▶ **Action item**
Look through the entries that follow and count the lines with the word "impl". The reply is that number alone.

Stored data
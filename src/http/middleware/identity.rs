//! Strips client-supplied identity headers.
//!
//! Runs on every proxied route, protected or not, so an upstream only ever
//! sees an identity header that the [`Authorizer`](super::Authorizer) set.

use axum::{body::Body, http::HeaderName, http::Request, response::Response};
use futures_util::future::{BoxFuture, FutureExt};

use crate::http::middleware::{Interceptor, Next};

pub struct IdentityScrub {
    headers: Vec<HeaderName>,
}

impl IdentityScrub {
    pub fn new(headers: Vec<HeaderName>) -> Self {
        Self { headers }
    }
}

impl Interceptor for IdentityScrub {
    fn intercept<'a>(&'a self, mut request: Request<Body>, next: Next<'a>) -> BoxFuture<'a, Response> {
        for name in &self.headers {
            if request.headers_mut().remove(name).is_some() {
                tracing::debug!(header = %name, "Dropped client-supplied identity header");
            }
        }
        next.run(request).boxed()
    }
}

#[cfg(test)]
mod tests {
    use super::*;
    use crate::http::middleware::{handler_fn, Chain};
    use axum::http::StatusCode;
    use axum::response::IntoResponse;

    #[tokio::test]
    async fn identity_headers_do_not_reach_the_handler() {
        let chain = Chain::new(handler_fn(|req: Request<Body>| async move {
            let leaked = req.headers().contains_key("x-wayru-connect-id")
                || req.headers().contains_key("x-user-id");
            let kept = req.headers().contains_key("x-other");
            (StatusCode::OK, format!("{leaked} {kept}")).into_response()
        }))
        .with(IdentityScrub::new(vec![
            HeaderName::from_static("x-wayru-connect-id"),
            HeaderName::from_static("x-user-id"),
        ]));

        let request = Request::builder()
            .uri("/mobile-api/v1")
            .header("x-wayru-connect-id", "spoofed")
            .header("X-User-Id", "spoofed")
            .header("x-other", "1")
            .body(Body::empty())
            .unwrap();
        let response = chain.run(request).await;
        let body = axum::body::to_bytes(response.into_body(), usize::MAX).await.unwrap();
        assert_eq!(&body[..], b"false true");
    }
}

▶ **Exercise response**
2